### Problem to solve:
Of all the lines below, output only those starting at the one with "client.request(request).await.unwrap()" and ending at the one with "held for the", both ends included, exactly as written.

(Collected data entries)
============================================================
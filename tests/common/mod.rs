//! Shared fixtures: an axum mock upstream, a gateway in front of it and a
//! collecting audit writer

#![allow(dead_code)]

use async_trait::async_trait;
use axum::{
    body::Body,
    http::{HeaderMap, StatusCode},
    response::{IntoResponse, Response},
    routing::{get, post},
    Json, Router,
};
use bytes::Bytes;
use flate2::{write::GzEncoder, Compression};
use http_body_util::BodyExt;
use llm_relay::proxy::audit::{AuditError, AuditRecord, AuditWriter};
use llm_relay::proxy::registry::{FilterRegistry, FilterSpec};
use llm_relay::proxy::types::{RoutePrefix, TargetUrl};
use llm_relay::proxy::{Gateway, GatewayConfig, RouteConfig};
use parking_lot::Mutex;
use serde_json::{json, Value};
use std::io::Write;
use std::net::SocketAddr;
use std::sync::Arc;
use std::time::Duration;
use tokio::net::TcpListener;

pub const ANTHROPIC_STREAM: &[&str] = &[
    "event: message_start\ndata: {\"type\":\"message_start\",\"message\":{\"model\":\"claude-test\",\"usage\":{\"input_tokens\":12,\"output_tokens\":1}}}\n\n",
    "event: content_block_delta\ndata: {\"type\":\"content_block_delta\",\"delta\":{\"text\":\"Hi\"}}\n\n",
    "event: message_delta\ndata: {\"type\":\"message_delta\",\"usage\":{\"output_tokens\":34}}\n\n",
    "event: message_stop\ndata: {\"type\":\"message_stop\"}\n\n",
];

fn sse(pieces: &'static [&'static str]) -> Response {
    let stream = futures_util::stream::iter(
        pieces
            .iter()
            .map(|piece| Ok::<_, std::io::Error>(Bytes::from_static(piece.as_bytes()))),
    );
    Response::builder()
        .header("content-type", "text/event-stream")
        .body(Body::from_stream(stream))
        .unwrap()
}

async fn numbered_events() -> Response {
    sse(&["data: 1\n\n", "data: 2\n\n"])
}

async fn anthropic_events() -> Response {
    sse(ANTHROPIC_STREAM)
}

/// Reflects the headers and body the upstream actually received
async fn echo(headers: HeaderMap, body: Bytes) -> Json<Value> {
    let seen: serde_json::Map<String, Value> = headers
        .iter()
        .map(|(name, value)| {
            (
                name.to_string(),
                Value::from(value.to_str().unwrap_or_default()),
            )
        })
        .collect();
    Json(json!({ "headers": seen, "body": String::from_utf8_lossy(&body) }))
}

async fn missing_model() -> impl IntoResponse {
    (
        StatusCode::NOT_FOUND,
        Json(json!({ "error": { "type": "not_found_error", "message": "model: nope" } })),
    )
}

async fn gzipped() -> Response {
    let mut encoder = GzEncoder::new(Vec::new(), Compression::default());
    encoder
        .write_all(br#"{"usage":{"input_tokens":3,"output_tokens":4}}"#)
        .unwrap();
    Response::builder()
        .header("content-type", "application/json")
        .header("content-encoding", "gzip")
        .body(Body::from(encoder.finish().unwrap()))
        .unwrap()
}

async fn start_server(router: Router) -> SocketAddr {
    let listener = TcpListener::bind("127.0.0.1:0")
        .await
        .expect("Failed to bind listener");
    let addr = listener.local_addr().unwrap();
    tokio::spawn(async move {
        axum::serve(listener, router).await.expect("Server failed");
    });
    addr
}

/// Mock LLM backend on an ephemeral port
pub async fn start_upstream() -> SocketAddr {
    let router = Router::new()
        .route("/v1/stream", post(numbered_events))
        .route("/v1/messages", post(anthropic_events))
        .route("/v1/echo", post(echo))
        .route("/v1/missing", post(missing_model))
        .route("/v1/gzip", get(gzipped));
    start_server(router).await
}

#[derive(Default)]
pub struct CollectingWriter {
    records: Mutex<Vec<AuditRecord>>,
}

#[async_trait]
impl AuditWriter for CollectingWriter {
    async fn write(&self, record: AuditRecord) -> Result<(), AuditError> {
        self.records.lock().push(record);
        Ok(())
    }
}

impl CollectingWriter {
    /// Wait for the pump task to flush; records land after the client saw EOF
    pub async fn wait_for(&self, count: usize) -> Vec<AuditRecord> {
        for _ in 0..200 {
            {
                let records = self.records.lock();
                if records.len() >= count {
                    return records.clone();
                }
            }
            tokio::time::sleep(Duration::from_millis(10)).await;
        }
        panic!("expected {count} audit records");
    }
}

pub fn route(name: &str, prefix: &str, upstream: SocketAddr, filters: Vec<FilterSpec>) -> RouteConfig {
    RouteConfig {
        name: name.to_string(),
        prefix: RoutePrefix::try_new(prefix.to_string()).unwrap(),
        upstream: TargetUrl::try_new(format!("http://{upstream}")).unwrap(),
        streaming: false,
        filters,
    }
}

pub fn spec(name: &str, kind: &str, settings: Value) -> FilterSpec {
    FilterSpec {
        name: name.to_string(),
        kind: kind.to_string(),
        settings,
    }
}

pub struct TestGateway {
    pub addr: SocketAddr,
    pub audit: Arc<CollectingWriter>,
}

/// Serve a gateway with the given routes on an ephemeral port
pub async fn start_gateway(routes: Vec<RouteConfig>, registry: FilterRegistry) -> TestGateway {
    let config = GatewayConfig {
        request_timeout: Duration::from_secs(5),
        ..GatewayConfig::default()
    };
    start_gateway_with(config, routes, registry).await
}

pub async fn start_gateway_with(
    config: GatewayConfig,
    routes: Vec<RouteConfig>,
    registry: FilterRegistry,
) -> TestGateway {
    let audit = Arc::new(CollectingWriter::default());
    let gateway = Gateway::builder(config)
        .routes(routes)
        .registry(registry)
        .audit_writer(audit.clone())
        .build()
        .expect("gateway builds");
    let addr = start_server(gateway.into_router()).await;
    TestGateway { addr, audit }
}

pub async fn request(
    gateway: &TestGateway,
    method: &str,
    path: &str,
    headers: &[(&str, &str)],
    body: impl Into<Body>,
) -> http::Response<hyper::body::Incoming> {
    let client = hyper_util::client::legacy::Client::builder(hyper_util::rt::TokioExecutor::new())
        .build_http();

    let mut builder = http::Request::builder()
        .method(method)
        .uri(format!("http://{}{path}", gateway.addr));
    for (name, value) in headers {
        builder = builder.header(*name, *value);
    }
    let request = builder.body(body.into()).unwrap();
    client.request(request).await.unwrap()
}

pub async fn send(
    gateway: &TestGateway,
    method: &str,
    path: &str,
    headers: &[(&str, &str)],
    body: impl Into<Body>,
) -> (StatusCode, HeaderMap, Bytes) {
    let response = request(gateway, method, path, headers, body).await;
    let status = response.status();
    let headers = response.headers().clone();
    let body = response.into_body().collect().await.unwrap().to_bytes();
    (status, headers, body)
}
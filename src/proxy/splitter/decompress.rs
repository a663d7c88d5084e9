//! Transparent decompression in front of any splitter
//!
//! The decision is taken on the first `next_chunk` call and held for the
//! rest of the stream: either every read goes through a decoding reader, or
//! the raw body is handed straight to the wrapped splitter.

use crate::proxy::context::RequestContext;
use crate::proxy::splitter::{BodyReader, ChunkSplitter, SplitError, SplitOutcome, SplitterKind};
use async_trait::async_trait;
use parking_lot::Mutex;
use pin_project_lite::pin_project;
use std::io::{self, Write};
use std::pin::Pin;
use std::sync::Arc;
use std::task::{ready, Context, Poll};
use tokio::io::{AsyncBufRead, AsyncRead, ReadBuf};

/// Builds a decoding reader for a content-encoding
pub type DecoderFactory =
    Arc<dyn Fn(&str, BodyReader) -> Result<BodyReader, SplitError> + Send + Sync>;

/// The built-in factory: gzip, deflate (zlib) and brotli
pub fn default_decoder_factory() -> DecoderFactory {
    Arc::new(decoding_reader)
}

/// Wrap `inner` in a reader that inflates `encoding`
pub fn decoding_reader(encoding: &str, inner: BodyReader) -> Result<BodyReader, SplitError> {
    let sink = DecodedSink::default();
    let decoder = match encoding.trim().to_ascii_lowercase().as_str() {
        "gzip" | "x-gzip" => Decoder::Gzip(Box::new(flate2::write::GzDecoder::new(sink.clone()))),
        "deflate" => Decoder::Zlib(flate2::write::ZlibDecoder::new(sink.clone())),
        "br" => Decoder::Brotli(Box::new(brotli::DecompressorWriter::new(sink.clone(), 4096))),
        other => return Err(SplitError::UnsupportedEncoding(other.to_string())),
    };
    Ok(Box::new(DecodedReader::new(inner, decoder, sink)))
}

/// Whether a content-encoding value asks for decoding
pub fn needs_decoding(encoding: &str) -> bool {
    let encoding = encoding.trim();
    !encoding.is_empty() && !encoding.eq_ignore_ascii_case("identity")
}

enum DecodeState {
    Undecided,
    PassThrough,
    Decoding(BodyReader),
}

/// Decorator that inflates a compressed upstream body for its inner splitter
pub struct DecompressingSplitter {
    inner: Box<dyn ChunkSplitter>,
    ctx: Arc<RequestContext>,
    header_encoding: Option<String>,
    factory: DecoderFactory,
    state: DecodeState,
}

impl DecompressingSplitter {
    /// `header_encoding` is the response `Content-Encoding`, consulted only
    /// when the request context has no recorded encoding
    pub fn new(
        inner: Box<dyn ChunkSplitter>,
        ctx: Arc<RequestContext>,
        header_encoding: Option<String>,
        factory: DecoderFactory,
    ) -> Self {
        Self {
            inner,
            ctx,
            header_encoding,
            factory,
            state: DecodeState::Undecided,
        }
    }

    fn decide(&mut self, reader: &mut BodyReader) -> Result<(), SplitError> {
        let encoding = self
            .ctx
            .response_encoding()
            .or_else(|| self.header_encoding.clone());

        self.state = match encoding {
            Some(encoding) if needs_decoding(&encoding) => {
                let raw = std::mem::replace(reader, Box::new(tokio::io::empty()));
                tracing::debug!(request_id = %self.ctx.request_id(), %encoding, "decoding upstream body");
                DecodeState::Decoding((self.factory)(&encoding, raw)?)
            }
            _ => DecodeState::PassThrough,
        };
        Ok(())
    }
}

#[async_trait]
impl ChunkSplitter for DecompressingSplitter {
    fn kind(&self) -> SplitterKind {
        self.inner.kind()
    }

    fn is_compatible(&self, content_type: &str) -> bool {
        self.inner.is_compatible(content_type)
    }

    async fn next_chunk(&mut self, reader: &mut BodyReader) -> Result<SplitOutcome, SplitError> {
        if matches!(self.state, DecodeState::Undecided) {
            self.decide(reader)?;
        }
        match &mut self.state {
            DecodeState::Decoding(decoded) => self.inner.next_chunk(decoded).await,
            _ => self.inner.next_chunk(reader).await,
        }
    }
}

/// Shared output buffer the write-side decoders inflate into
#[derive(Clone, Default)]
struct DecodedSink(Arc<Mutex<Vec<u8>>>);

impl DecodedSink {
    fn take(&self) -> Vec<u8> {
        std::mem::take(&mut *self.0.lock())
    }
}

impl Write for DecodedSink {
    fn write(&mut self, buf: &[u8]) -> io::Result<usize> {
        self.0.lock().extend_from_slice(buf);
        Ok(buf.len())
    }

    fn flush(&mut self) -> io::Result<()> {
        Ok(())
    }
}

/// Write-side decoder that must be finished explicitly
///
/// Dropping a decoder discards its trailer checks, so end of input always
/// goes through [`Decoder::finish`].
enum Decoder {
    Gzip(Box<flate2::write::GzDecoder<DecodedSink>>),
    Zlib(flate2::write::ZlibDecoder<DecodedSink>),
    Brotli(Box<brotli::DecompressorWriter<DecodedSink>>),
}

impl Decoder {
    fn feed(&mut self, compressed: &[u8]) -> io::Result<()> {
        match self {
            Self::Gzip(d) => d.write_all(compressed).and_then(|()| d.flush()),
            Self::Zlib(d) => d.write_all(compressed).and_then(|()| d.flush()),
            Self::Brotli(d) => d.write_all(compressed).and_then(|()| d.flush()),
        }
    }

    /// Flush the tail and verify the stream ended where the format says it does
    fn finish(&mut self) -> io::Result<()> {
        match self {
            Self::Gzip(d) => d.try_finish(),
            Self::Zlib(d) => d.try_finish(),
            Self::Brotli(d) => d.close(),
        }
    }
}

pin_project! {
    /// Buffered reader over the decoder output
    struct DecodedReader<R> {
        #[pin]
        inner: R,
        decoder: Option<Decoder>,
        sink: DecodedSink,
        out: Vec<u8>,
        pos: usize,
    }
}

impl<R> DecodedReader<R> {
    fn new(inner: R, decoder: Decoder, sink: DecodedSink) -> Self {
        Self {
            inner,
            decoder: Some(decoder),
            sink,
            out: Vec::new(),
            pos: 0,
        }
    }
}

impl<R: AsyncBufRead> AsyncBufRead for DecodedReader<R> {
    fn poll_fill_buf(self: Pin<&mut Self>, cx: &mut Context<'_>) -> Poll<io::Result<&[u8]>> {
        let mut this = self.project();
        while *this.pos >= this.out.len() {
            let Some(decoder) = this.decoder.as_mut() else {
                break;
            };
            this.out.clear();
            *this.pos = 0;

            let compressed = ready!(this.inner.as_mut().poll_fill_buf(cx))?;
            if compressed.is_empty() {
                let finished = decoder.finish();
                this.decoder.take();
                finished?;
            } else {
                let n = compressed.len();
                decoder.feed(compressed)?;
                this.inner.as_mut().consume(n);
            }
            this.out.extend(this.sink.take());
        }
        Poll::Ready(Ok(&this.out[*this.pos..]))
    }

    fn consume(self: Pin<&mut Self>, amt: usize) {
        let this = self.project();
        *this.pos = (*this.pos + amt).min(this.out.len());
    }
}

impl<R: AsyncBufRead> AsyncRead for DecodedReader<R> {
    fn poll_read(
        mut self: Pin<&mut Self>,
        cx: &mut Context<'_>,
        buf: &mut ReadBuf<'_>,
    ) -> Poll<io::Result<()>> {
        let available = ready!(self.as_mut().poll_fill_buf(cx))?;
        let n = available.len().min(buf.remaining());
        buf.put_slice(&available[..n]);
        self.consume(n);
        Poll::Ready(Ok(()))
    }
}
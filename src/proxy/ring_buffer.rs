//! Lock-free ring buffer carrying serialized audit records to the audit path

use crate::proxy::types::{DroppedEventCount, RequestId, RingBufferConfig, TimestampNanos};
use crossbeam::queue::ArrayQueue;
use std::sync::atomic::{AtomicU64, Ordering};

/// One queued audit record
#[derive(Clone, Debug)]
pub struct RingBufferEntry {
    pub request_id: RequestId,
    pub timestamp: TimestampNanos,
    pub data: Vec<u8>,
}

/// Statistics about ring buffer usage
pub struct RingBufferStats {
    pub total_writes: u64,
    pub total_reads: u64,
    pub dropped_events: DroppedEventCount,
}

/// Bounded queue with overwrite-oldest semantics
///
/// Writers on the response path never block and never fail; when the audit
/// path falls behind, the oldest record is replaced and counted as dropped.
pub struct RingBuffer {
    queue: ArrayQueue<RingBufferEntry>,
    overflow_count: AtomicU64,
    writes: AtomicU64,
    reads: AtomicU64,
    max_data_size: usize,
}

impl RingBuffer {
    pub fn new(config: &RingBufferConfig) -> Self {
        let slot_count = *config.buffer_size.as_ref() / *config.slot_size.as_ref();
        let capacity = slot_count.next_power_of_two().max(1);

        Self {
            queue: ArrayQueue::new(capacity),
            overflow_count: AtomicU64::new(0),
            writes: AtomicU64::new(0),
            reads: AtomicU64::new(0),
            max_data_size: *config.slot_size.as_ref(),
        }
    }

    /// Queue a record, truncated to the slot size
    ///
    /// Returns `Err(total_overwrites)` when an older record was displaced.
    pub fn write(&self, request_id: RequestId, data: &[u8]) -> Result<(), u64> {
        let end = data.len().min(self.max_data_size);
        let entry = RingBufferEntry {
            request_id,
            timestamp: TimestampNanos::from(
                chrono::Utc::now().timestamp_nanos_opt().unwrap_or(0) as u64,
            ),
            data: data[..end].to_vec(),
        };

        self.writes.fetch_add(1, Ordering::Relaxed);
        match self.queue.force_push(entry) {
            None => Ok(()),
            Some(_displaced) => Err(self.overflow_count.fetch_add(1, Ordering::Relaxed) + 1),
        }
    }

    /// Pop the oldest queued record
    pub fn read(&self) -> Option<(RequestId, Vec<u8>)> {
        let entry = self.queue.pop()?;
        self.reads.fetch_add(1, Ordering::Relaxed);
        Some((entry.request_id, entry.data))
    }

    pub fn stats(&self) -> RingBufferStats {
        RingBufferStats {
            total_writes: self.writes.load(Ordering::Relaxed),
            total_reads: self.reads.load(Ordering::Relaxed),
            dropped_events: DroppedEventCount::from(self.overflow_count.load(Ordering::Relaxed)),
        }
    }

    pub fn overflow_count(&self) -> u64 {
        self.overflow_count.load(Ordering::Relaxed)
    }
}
============================================================
### Output for this exercise:
    client.request(request).await.unwrap()
}

pub async fn send(
    gateway: &TestGateway,
    method: &str,
    path: &str,
    headers: &[(&str, &str)],
    body: impl Into<Body>,
) -> (StatusCode, HeaderMap, Bytes) {
    let response = request(gateway, method, path, headers, body).await;
    let status = response.status();
    let headers = response.headers().clone();
    let body = response.into_body().collect().await.unwrap().to_bytes();
    (status, headers, body)
}
filename src/proxy/splitter/decompress.rs
repository a663d7c88d5084e9
//! Transparent decompression in front of any splitter
//!
//! The decision is taken on the first `next_chunk` call and held for the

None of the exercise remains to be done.